Glycoprotein 78 (Gp78) plays an important role in endoplasmic-reticulum (ER)-associated degradation, which acts to transfer ubiquitin from an E2 ubiquitin-conjugating enzyme to a protein substrate—an essential step in the ubiquitination of cargo receptor proteins during autophagy (Figure 5) [105]. Upon loss of mitochondrial membrane potential, Gp78 is activated to initiate mitophagy and attract enhanced green fluorescent protein (EGFP)-LC3-1—an autophagosome marker—to the mitochondria-associated ER [105]. Gp78 anchors to the ER and initiates the degradation of mitochondrial mitofusin Mfn1 and Mfn2 proteins for degradation, while inducing mitochondrial fragmentation [105]. It is also involved in the degradation of CD3-delta T-cell receptor, ApoB lipoprotein, HMG CoA reductase, cystic fibrosis transmembrane conductance regulator, and the metastasis suppressor KAI1 [105].

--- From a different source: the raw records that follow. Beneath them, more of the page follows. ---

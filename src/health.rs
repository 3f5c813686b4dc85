//! Per-source fetch statistics. Purely observational: the orchestrator writes,
//! monitoring reads.

use std::collections::{BTreeMap, HashMap};
use std::sync::{PoisonError, RwLock};
use std::time::Duration;

use chrono::{DateTime, Utc};
use serde::Serialize;

#[derive(Debug, Clone, Serialize, PartialEq)]
pub struct SourceStats {
    pub last_fetch: Option<DateTime<Utc>>,
    pub last_error: Option<String>,
    pub last_error_at: Option<DateTime<Utc>>,
    pub error_count: u64,
    /// Exponentially weighted, 0..=100.
    pub uptime_pct: f64,
    pub avg_response_ms: f64,
    pub fetch_count: u64,
    /// Items accepted past dedup over the process lifetime.
    pub feed_count: u64,
}

impl Default for SourceStats {
    fn default() -> Self {
        Self {
            last_fetch: None,
            last_error: None,
            last_error_at: None,
            error_count: 0,
            uptime_pct: 100.0,
            avg_response_ms: 0.0,
            fetch_count: 0,
            feed_count: 0,
        }
    }
}

impl SourceStats {
    fn record_latency(&mut self, elapsed: Duration) {
        let ms = elapsed.as_secs_f64() * 1_000.0;
        self.avg_response_ms = if self.fetch_count == 0 {
            ms
        } else {
            (self.avg_response_ms + ms) / 2.0
        };
        self.fetch_count += 1;
    }
}

#[derive(Debug, Default)]
pub struct HealthTracker {
    stats: RwLock<HashMap<String, SourceStats>>,
}

impl HealthTracker {
    pub fn new() -> Self {
        Self::default()
    }

    pub fn record_success(&self, source: &str, elapsed: Duration, now: DateTime<Utc>) {
        let mut guard = self.stats.write().unwrap_or_else(PoisonError::into_inner);
        let s = guard.entry(source.to_string()).or_default();
        s.record_latency(elapsed);
        s.last_fetch = Some(now);
        s.uptime_pct = s.uptime_pct * 0.9 + 100.0 * 0.1;
    }

    pub fn record_failure(&self, source: &str, error: &str, elapsed: Duration, now: DateTime<Utc>) {
        let mut guard = self.stats.write().unwrap_or_else(PoisonError::into_inner);
        let s = guard.entry(source.to_string()).or_default();
        s.record_latency(elapsed);
        s.last_fetch = Some(now);
        s.last_error = Some(error.to_string());
        s.last_error_at = Some(now);
        s.error_count += 1;
        s.uptime_pct *= 0.9;
    }

    pub fn record_accepted(&self, source: &str, n: usize) {
        if n == 0 {
            return;
        }
        let mut guard = self.stats.write().unwrap_or_else(PoisonError::into_inner);
        guard.entry(source.to_string()).or_default().feed_count += n as u64;
    }

    pub fn get(&self, source: &str) -> Option<SourceStats> {
        self.stats
            .read()
            .unwrap_or_else(PoisonError::into_inner)
            .get(source)
            .cloned()
    }

    /// Sorted by source name for stable output.
    pub fn snapshot(&self) -> BTreeMap<String, SourceStats> {
        self.stats
            .read()
            .unwrap_or_else(PoisonError::into_inner)
            .iter()
            .map(|(k, v)| (k.clone(), v.clone()))
            .collect()
    }
}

A proteasome is a complex of proteases, which are enzymes with active sites oriented to denature and degrade proteins, specifically marked for degradation by ubiquitination (Figure 5) [106]. In fact, 80–90% of proteins are degraded via the ubiquitin–proteasome system [106]. The most prolific proteasome is 26 S, which is composed of the central 20 S proteasome and the 19 S regulatory particle, which are about 700 kDa and 900 kDa, respectively [106].

Mitochondrial rho (MIRO) is a Ca²⁺ sensor that controls mitochondrial transport with Ca²⁺ dependency [16]. MIRO forms a complex with KIF5, and Milton (or KIF5), and TRAK2 (an orthologue of Milton)—both motor proteins—to shuttle mitochondria through the dendrites and axons of hippocampal neurons or cardiomyocytes [16]. MIRO is a mitochondrial OMM protein [107]. During autophagy, its degradation is triggered by the phosphorylation and activation of PINK1 and parkin, which initiates the excision of the mitochondrion via mitophagy [107]. Note that dysfunction of the MIRO protein also inhibits mitochondrial transport, and without the ability for mitochondria to approach one another to fuse, induces mitochondrial fragmentation [16].

Mitofusin, or MFN, proteins are essential to mitochondrial dynamics, and operate to induce mitochondrial fusion [73,105]. Mfn1 and Mfn2 are GTPases that localize to the OMM and bind GTP at the N-terminals and transmembrane proteins at the C-terminals of their catalytic domains [73]. During autophagy, both Mfn1 and Mfn2 depend on Gp78 for ubiquitination and subsequent degradation [62].

Phagophores are formed from doubly membraned enclosures encircling portions of cytoplasm [108]. Once formed, the hemispherical “cup”-shaped phagophore will enclose and fully engulf a portion of the cytoplasm during autophagy, and the newly formed vesicle is termed an autophagosome [108]. The source of membrane for the phagophore is the Golgi apparatus, which assists with lipids and proteins for the phagophore to fully develop into an autophagosome [108].

Along with OPTN, p62 is phosphorylated by protein kinases marking autophagic membranes or poly-ubiquitinated cargo to initiate autophagy [98]. TBKl regulates phosphorylation of the UBA and LIR domains of p62 for the autophagy pathway as well [99].